Extracted data entries:
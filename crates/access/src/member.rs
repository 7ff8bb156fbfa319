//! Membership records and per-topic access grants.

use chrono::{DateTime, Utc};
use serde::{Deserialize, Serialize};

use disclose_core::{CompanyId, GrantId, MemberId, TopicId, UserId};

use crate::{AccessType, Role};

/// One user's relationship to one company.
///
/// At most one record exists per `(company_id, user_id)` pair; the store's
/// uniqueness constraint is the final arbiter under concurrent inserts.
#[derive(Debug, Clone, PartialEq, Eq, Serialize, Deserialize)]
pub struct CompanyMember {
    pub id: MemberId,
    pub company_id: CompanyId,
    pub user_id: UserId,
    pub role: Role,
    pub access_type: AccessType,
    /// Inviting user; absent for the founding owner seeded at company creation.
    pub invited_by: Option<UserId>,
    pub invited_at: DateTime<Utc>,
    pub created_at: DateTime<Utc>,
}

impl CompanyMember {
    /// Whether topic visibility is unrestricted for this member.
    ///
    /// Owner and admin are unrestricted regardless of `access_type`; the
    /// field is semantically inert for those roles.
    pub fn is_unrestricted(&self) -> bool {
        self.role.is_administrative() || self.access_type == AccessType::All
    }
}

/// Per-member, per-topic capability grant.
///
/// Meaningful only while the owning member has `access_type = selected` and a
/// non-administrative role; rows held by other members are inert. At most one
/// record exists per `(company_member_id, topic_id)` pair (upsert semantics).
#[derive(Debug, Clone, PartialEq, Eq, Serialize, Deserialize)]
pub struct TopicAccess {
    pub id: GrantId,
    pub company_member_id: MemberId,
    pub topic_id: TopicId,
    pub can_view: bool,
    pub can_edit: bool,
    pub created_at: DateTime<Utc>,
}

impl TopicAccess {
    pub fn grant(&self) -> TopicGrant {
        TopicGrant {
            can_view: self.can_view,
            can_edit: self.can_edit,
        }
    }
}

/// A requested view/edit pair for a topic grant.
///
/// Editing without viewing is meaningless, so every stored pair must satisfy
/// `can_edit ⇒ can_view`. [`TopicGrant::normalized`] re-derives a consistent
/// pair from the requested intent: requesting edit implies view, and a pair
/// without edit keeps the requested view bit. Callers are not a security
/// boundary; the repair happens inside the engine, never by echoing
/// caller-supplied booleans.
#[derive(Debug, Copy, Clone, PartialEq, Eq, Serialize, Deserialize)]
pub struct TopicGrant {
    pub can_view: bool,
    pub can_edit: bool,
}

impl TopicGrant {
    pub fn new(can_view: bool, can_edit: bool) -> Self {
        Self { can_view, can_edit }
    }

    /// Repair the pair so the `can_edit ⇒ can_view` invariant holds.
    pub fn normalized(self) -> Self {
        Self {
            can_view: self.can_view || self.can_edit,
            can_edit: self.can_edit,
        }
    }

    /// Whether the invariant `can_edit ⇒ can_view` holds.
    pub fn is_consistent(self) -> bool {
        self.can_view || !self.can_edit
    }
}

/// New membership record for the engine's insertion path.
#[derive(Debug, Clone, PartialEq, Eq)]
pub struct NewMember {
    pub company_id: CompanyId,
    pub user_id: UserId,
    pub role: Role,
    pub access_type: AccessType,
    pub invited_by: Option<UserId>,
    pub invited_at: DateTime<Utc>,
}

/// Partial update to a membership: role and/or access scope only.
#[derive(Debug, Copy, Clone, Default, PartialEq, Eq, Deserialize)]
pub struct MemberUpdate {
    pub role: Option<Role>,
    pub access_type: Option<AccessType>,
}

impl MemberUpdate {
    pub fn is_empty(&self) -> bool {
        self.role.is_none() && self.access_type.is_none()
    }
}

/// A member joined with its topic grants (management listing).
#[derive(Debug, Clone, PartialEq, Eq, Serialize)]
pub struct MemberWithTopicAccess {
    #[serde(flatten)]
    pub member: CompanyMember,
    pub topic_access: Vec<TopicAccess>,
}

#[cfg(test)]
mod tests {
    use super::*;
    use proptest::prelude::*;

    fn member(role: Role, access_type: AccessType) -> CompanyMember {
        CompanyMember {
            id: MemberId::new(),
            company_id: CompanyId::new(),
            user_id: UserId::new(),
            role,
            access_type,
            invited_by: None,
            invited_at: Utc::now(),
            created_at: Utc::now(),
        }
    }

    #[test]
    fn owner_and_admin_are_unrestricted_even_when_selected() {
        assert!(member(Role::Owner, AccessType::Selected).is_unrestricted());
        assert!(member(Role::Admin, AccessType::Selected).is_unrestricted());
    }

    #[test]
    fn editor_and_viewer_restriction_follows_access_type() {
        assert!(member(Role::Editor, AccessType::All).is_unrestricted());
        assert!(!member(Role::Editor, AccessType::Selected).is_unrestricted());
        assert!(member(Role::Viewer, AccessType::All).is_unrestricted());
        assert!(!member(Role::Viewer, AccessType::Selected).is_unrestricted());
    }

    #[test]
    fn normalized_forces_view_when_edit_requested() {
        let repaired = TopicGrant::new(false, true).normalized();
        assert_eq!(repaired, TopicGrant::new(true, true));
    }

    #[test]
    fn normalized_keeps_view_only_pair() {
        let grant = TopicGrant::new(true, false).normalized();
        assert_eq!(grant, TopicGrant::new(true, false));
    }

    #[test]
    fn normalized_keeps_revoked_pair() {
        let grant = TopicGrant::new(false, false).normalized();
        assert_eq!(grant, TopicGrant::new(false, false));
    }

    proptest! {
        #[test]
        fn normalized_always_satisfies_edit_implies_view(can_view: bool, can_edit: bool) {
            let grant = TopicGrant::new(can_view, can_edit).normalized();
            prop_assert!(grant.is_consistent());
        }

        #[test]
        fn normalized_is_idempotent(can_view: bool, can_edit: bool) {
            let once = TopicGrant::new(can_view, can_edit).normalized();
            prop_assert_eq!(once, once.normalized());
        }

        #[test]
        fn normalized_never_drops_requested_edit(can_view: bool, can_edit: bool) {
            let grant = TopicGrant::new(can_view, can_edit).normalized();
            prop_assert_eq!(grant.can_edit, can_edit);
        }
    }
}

_Your objective_. Each record shown above is to be given again exactly.

_Written solution_.
filename crates/access/src/member.rs
repository 7ff8bb156fbfa319
//! Membership records and per-topic access grants.

use chrono::{DateTime, Utc};
use serde::{Deserialize, Serialize};

use disclose_core::{CompanyId, GrantId, MemberId, TopicId, UserId};

use crate::{AccessType, Role};

/// One user's relationship to one company.
///
/// At most one record exists per `(company_id, user_id)` pair; the store's
/// uniqueness constraint is the final arbiter under concurrent inserts.
#[derive(Debug, Clone, PartialEq, Eq, Serialize, Deserialize)]
pub struct CompanyMember {
    pub id: MemberId,
    pub company_id: CompanyId,
    pub user_id: UserId,
    pub role: Role,
    pub access_type: AccessType,
    /// Inviting user; absent for the founding owner seeded at company creation.
    pub invited_by: Option<UserId>,
    pub invited_at: DateTime<Utc>,
    pub created_at: DateTime<Utc>,
}

impl CompanyMember {
    /// Whether topic visibility is unrestricted for this member.
    ///
    /// Owner and admin are unrestricted regardless of `access_type`; the
    /// field is semantically inert for those roles.
    pub fn is_unrestricted(&self) -> bool {
        self.role.is_administrative() || self.access_type == AccessType::All
    }
}

/// Per-member, per-topic capability grant.
///
/// Meaningful only while the owning member has `access_type = selected` and a
/// non-administrative role; rows held by other members are inert. At most one
/// record exists per `(company_member_id, topic_id)` pair (upsert semantics).
#[derive(Debug, Clone, PartialEq, Eq, Serialize, Deserialize)]
pub struct TopicAccess {
    pub id: GrantId,
    pub company_member_id: MemberId,
    pub topic_id: TopicId,
    pub can_view: bool,
    pub can_edit: bool,
    pub created_at: DateTime<Utc>,
}

impl TopicAccess {
    pub fn grant(&self) -> TopicGrant {
        TopicGrant {
            can_view: self.can_view,
            can_edit: self.can_edit,
        }
    }
}

/// A requested view/edit pair for a topic grant.
///
/// Editing without viewing is meaningless, so every stored pair must satisfy
/// `can_edit ⇒ can_view`. [`TopicGrant::normalized`] re-derives a consistent
/// pair from the requested intent: requesting edit implies view, and a pair
/// without edit keeps the requested view bit. Callers are not a security
/// boundary; the repair happens inside the engine, never by echoing
/// caller-supplied booleans.
#[derive(Debug, Copy, Clone, PartialEq, Eq, Serialize, Deserialize)]
pub struct TopicGrant {
    pub can_view: bool,
    pub can_edit: bool,
}

impl TopicGrant {
    pub fn new(can_view: bool, can_edit: bool) -> Self {
        Self { can_view, can_edit }
    }

    /// Repair the pair so the `can_edit ⇒ can_view` invariant holds.
    pub fn normalized(self) -> Self {
        Self {
            can_view: self.can_view || self.can_edit,
            can_edit: self.can_edit,
        }
    }

    /// Whether the invariant `can_edit ⇒ can_view` holds.
    pub fn is_consistent(self) -> bool {
        self.can_view || !self.can_edit
    }
}

/// New membership record for the engine's insertion path.
#[derive(Debug, Clone, PartialEq, Eq)]
pub struct NewMember {
    pub company_id: CompanyId,
    pub user_id: UserId,
    pub role: Role,
    pub access_type: AccessType,
    pub invited_by: Option<UserId>,
    pub invited_at: DateTime<Utc>,
}

/// Partial update to a membership: role and/or access scope only.
#[derive(Debug, Copy, Clone, Default, PartialEq, Eq, Deserialize)]
pub struct MemberUpdate {
    pub role: Option<Role>,
    pub access_type: Option<AccessType>,
}

impl MemberUpdate {
    pub fn is_empty(&self) -> bool {
        self.role.is_none() && self.access_type.is_none()
    }
}

/// A member joined with its topic grants (management listing).
#[derive(Debug, Clone, PartialEq, Eq, Serialize)]
pub struct MemberWithTopicAccess {
    #[serde(flatten)]
    pub member: CompanyMember,
    pub topic_access: Vec<TopicAccess>,
}

#[cfg(test)]
mod tests {
    use super::*;
    use proptest::prelude::*;

    fn member(role: Role, access_type: AccessType) -> CompanyMember {
        CompanyMember {
            id: MemberId::new(),
            company_id: CompanyId::new(),
            user_id: UserId::new(),
            role,
            access_type,
            invited_by: None,
            invited_at: Utc::now(),
            created_at: Utc::now(),
        }
    }

    #[test]
    fn owner_and_admin_are_unrestricted_even_when_selected() {
        assert!(member(Role::Owner, AccessType::Selected).is_unrestricted());
        assert!(member(Role::Admin, AccessType::Selected).is_unrestricted());
    }

    #[test]
    fn editor_and_viewer_restriction_follows_access_type() {
        assert!(member(Role::Editor, AccessType::All).is_unrestricted());
        assert!(!member(Role::Editor, AccessType::Selected).is_unrestricted());
        assert!(member(Role::Viewer, AccessType::All).is_unrestricted());
        assert!(!member(Role::Viewer, AccessType::Selected).is_unrestricted());
    }

    #[test]
    fn normalized_forces_view_when_edit_requested() {
        let repaired = TopicGrant::new(false, true).normalized();
        assert_eq!(repaired, TopicGrant::new(true, true));
    }

    #[test]
    fn normalized_keeps_view_only_pair() {
        let grant = TopicGrant::new(true, false).normalized();
        assert_eq!(grant, TopicGrant::new(true, false));
    }

    #[test]
    fn normalized_keeps_revoked_pair() {
        let grant = TopicGrant::new(false, false).normalized();
        assert_eq!(grant, TopicGrant::new(false, false));
    }

    proptest! {
        #[test]
        fn normalized_always_satisfies_edit_implies_view(can_view: bool, can_edit: bool) {
            let grant = TopicGrant::new(can_view, can_edit).normalized();
            prop_assert!(grant.is_consistent());
        }

        #[test]
        fn normalized_is_idempotent(can_view: bool, can_edit: bool) {
            let once = TopicGrant::new(can_view, can_edit).normalized();
            prop_assert_eq!(once, once.normalized());
        }

        #[test]
        fn normalized_never_drops_requested_edit(can_view: bool, can_edit: bool) {
            let grant = TopicGrant::new(can_view, can_edit).normalized();
            prop_assert_eq!(grant.can_edit, can_edit);
        }
    }
}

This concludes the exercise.